Both of the vehicles available to me are currently out of service. I tried to call in but the hr team lead has told me that lyft is offering free rides to target team members. I Know that there is definitely such a thing available to team members who are getting the covid vaccine but she _insists _that there is also one for regular use too. I can't seem to find it anywhere though. The only things I've found are months out of date. Thoughts? Advice? A coupon code maybe?


----------



## Times Up (Feb 14, 2021)

Call back and ask for the details!


----------



## StyleStar (Feb 14, 2021)

Modmother said:


> Both of the vehicles available to me are currently out of service. I tried to call in but the hr team lead has told me that lyft is offering free rides to target team members.
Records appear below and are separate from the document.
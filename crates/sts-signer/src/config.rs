//! Rotation policy for the signing keys.

use std::collections::HashMap;
use std::env;
use std::time::Duration;
use thiserror::Error;

/// Total validity of a freshly minted signing token.
pub const DEFAULT_TOKEN_LIFETIME: Duration = Duration::from_secs(60 * 60);

/// How long before expiry a replacement token becomes current.
pub const DEFAULT_ROTATION_BUFFER: Duration = Duration::from_secs(10 * 60);

/// Longest accepted token lifetime (one year).
pub const MAX_TOKEN_LIFETIME: Duration = Duration::from_secs(365 * 24 * 60 * 60);

pub const TOKEN_LIFETIME_VAR: &str = "STS_TOKEN_LIFETIME_SECONDS";
pub const ROTATION_BUFFER_VAR: &str = "STS_ROTATION_BUFFER_SECONDS";

#[derive(Debug, Error, PartialEq, Eq)]
pub enum ConfigError {
    #[error("Invalid value for {name}: {value}")]
    InvalidValue { name: String, value: String },

    #[error("Invalid rotation policy: {0}")]
    InvalidPolicy(String),
}

/// Token lifetime and rotation buffer, with `rotation_buffer < token_lifetime`.
#[derive(Debug, Clone, Copy, PartialEq, Eq)]
pub struct RotationConfig {
    token_lifetime: Duration,
    rotation_buffer: Duration,
}

impl RotationConfig {
    /// Validate and build a rotation policy.
    ///
    /// # Errors
    ///
    /// `ConfigError::InvalidPolicy` if the lifetime is zero or above
    /// [`MAX_TOKEN_LIFETIME`], or the buffer is not shorter than the lifetime.
    pub fn new(token_lifetime: Duration, rotation_buffer: Duration) -> Result<Self, ConfigError> {
        if token_lifetime.is_zero() {
            return Err(ConfigError::InvalidPolicy(
                "token lifetime must be positive".to_string(),
            ));
        }
        if token_lifetime > MAX_TOKEN_LIFETIME {
            return Err(ConfigError::InvalidPolicy(format!(
                "token lifetime {}s exceeds maximum {}s",
                token_lifetime.as_secs(),
                MAX_TOKEN_LIFETIME.as_secs()
            )));
        }
        if rotation_buffer >= token_lifetime {
            return Err(ConfigError::InvalidPolicy(format!(
                "rotation buffer {}s must be shorter than token lifetime {}s",
                rotation_buffer.as_secs(),
                token_lifetime.as_secs()
            )));
        }

        Ok(Self {
            token_lifetime,
            rotation_buffer,
        })
    }

    pub fn token_lifetime(&self) -> Duration {
        self.token_lifetime
    }

    pub fn rotation_buffer(&self) -> Duration {
        self.rotation_buffer
    }

    /// Load configuration from environment variables
    pub fn from_env() -> Result<Self, ConfigError> {
        Self::from_vars(&env::vars().collect())
    }

    /// Load configuration from a HashMap (for testing)
    pub fn from_vars(vars: &HashMap<String, String>) -> Result<Self, ConfigError> {
        let token_lifetime =
            parse_seconds(vars, TOKEN_LIFETIME_VAR)?.unwrap_or(DEFAULT_TOKEN_LIFETIME);
        let rotation_buffer =
            parse_seconds(vars, ROTATION_BUFFER_VAR)?.unwrap_or(DEFAULT_ROTATION_BUFFER);

        Self::new(token_lifetime, rotation_buffer)
    }
}

impl Default for RotationConfig {
    fn default() -> Self {
        Self {
            token_lifetime: DEFAULT_TOKEN_LIFETIME,
            rotation_buffer: DEFAULT_ROTATION_BUFFER,
        }
    }
}

fn parse_seconds(
    vars: &HashMap<String, String>,
    name: &str,
) -> Result<Option<Duration>, ConfigError> {
    vars.get(name)
        .map(|raw| {
            raw.trim()
                .parse::<u64>()
                .map(Duration::from_secs)
                .map_err(|_| ConfigError::InvalidValue {
                    name: name.to_string(),
                    value: raw.clone(),
                })
        })
        .transpose()
}

#[cfg(test)]
#[allow(clippy::unwrap_used, clippy::expect_used)]
mod tests {
    use super::*;

    #[test]
    fn test_defaults() {
        let config = RotationConfig::default();
        assert_eq!(config.token_lifetime(), Duration::from_secs(3600));
        assert_eq!(config.rotation_buffer(), Duration::from_secs(600));
        assert_eq!(RotationConfig::new(DEFAULT_TOKEN_LIFETIME, DEFAULT_ROTATION_BUFFER), Ok(config));
    }

    #[test]
    fn test_from_vars_empty_uses_defaults() {
        let config = RotationConfig::from_vars(&HashMap::new()).unwrap();
        assert_eq!(config, RotationConfig::default());
    }

    #[test]
    fn test_from_vars_overrides() {
        let vars = HashMap::from([
            (TOKEN_LIFETIME_VAR.to_string(), "120".to_string()),
            (ROTATION_BUFFER_VAR.to_string(), " 30 ".to_string()),
        ]);

        let config = RotationConfig::from_vars(&vars).expect("Config should load successfully");
        assert_eq!(config.token_lifetime(), Duration::from_secs(120));
        assert_eq!(config.rotation_buffer(), Duration::from_secs(30));
    }

    #[test]
    fn test_from_vars_rejects_non_numeric() {
        let vars = HashMap::from([(TOKEN_LIFETIME_VAR.to_string(), "1h".to_string())]);

        let result = RotationConfig::from_vars(&vars);
        assert!(
            matches!(result, Err(ConfigError::InvalidValue { name, .. }) if name == TOKEN_LIFETIME_VAR)
        );
    }

    #[test]
    fn test_buffer_must_be_shorter_than_lifetime() {
        let result = RotationConfig::new(Duration::from_secs(600), Duration::from_secs(600));
        assert!(matches!(result, Err(ConfigError::InvalidPolicy(_))));

        let vars = HashMap::from([(TOKEN_LIFETIME_VAR.to_string(), "300".to_string())]);
        assert!(RotationConfig::from_vars(&vars).is_err());
    }

    #[test]
    fn test_zero_lifetime_rejected() {
        assert!(RotationConfig::new(Duration::ZERO, Duration::ZERO).is_err());
    }

    #[test]
    fn test_zero_buffer_allowed() {
        let config = RotationConfig::new(Duration::from_secs(60), Duration::ZERO).unwrap();
        assert_eq!(config.rotation_buffer(), Duration::ZERO);
    }

    #[test]
    fn test_excessive_lifetime_rejected() {
        let result = RotationConfig::new(
            MAX_TOKEN_LIFETIME + Duration::from_secs(1),
            DEFAULT_ROTATION_BUFFER,
        );
        assert!(matches!(result, Err(ConfigError::InvalidPolicy(msg)) if msg.contains("exceeds maximum")));
    }
}
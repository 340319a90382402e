//! Common configuration types for service token components.

use serde::{Deserialize, Serialize};

/// Default log filter when neither `RUST_LOG` nor a level is configured.
pub const DEFAULT_LOG_LEVEL: &str = "info";

/// Observability configuration
#[derive(Debug, Clone, Serialize, Deserialize, PartialEq, Eq)]
pub struct ObservabilityConfig {
    /// Log level or `EnvFilter` directive (e.g. `info`, `sts_verifier=debug`)
    pub log_level: String,
    /// Enable JSON-formatted logs
    pub json_logs: bool,
}

impl Default for ObservabilityConfig {
    fn default() -> Self {
        Self {
            log_level: DEFAULT_LOG_LEVEL.to_string(),
            json_logs: false,
        }
    }
}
I Know that there is definitely such a thing available to team members who are getting the covid vaccine but she _insists _that there is also one for regular use too. I can't seem to find it anywhere though. The only things I've found are months out of date. Thoughts? Advice? A coupon code maybe?
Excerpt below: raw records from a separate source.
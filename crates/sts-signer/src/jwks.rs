//! Key-set publication.
//!
//! Builds the RFC 7517 document verifiers fetch. Only public projections are
//! included; the private half never leaves the manager.

use crate::rotation::RotatingKeyManager;
use common::jwks::JsonWebKeySet;
use tracing::instrument;

/// Key set advertising every token from [`RotatingKeyManager::all_tokens`].
///
/// Publishing does not rotate. Call `current_signing_token` first if the
/// document must contain a key even before anything has been signed.
#[instrument(skip_all)]
pub async fn publish_key_set(keys: &RotatingKeyManager) -> JsonWebKeySet {
    let keys: Vec<_> = keys
        .all_tokens()
        .await
        .iter()
        .map(|token| token.public_only().to_jwk())
        .collect();

    tracing::debug!(target: "sts.signer.jwks", key_count = keys.len(), "Published key set");

    JsonWebKeySet { keys }
}

#[cfg(test)]
#[allow(clippy::unwrap_used, clippy::expect_used)]
mod tests {
    use super::*;
    use common::jwks::PublicKey;

    #[tokio::test]
    async fn test_empty_manager_publishes_empty_set() {
        let keys = RotatingKeyManager::with_defaults();
        assert!(publish_key_set(&keys).await.keys.is_empty());
    }

    #[tokio::test]
    async fn test_published_key_matches_current_token() {
        let keys = RotatingKeyManager::with_defaults();
        let current = keys.current_signing_token().await.unwrap();

        let set = publish_key_set(&keys).await;
        assert_eq!(set.keys.len(), 1);

        let jwk = set.find(current.id()).unwrap();
        assert_eq!(jwk.key_use.as_deref(), Some("sig"));

        let key = PublicKey::try_from(jwk).unwrap();
        assert_eq!(key.key_bytes(), current.public_key());

        let json = serde_json::to_string(&set).unwrap();
        assert!(!json.contains("private"));
        assert!(!json.contains("\"d\""));
    }
}
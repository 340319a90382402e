//! Metrics definitions for the verifier
//!
//! All metrics follow Prometheus naming conventions:
//! - `sts_` prefix
//! - `_total` suffix for counters
//! - `_seconds` suffix for duration histograms
//!
//! # Cardinality
//!
//! Labels are bounded to prevent cardinality explosion:
//! - `status`: 2 values (success, error)
//! - `error_category`: 11 values (the invalid-token reasons, expired, none)
//! - `result`: 3 values (hit, miss, coalesced)

use metrics::{counter, histogram};
use std::time::Duration;

// ============================================================================
// Validation Metrics
// ============================================================================

/// Record token validation result
///
/// Metric: `sts_token_validations_total`
/// Labels: `status`, `error_category`
pub fn record_token_validation(status: &str, error_category: Option<&str>) {
    let category = error_category.unwrap_or("none");
    counter!("sts_token_validations_total", "status" => status.to_string(), "error_category" => category.to_string())
        .increment(1);
}

// ============================================================================
// Key Resolution Metrics
// ============================================================================

/// Record public key cache lookup
///
/// Metric: `sts_key_cache_lookups_total`
/// Labels: `result`
pub fn record_key_cache_lookup(result: &str) {
    counter!("sts_key_cache_lookups_total", "result" => result.to_string()).increment(1);
}

/// Record remote key-set fetch duration and outcome
///
/// Metric: `sts_key_set_fetch_duration_seconds`, `sts_key_set_fetches_total`
/// Labels: `status`
pub fn record_key_set_fetch(status: &str, duration: Duration) {
    histogram!("sts_key_set_fetch_duration_seconds", "status" => status.to_string())
        .record(duration.as_secs_f64());

    counter!("sts_key_set_fetches_total", "status" => status.to_string()).increment(1);
}

#[cfg(test)]
#[allow(clippy::unwrap_used, clippy::expect_used)]
mod tests {
    use super::*;
    use metrics_util::debugging::{DebugValue, DebuggingRecorder};

    #[test]
    fn test_record_functions_without_recorder() {
        record_token_validation("success", None);
        record_token_validation("error", Some("expired"));
        record_key_cache_lookup("hit");
        record_key_set_fetch("error", Duration::from_millis(12));
    }

    #[test]
    fn test_validation_counter_labels() {
        let recorder = DebuggingRecorder::new();
        let snapshotter = recorder.snapshotter();

        metrics::with_local_recorder(&recorder, || {
            record_token_validation("success", None);
            record_token_validation("error", Some("signature_invalid"));
            record_token_validation("error", Some("signature_invalid"));
        });

        let snapshot = snapshotter.snapshot().into_vec();
        let invalid = snapshot
            .iter()
            .find(|(key, _, _, _)| {
                key.key().name() == "sts_token_validations_total"
                    && key
                        .key()
                        .labels()
                        .any(|l| l.key() == "error_category" && l.value() == "signature_invalid")
            })
            .expect("error counter recorded");
        assert!(matches!(invalid.3, DebugValue::Counter(2)));

        assert!(snapshot.iter().any(|(key, _, _, _)| {
            key.key().name() == "sts_token_validations_total"
                && key.key().labels().any(|l| l.value() == "none")
        }));
    }

    #[test]
    fn test_fetch_records_histogram_and_counter() {
        let recorder = DebuggingRecorder::new();
        let snapshotter = recorder.snapshotter();

        metrics::with_local_recorder(&recorder, || {
            record_key_set_fetch("success", Duration::from_millis(40));
            record_key_cache_lookup("coalesced");
        });

        let names: Vec<String> = snapshotter
            .snapshot()
            .into_vec()
            .iter()
            .map(|(key, _, _, _)| key.key().name().to_string())
            .collect();

        assert!(names.contains(&"sts_key_set_fetch_duration_seconds".to_string()));
        assert!(names.contains(&"sts_key_set_fetches_total".to_string()));
        assert!(names.contains(&"sts_key_cache_lookups_total".to_string()));
    }
}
I only heard of free rides to vote and covid vaccines, I really don't see how it is Target's responsibility to pay for us to get to work.


----------



## Yetive (Feb 14, 2021)

To vote in November, and to get Covid vaccine.


----------



## Hardlinesmaster (Feb 14, 2021)

During the protests last summer.


----------



## Reshop Ninja (Feb 18, 2021)

I've heard something similar to this only it was with Uber. I don't recall all of the details, only that people who worked at Target were getting free rides instead of driving home after drinking heavily during New Years. I believe it was some kind of voucher. There were other services like that at the time as well.


----------



## BullseyeBabe (Feb 18, 2021)

I heard about this from another TL recently. She did not know any details.


----------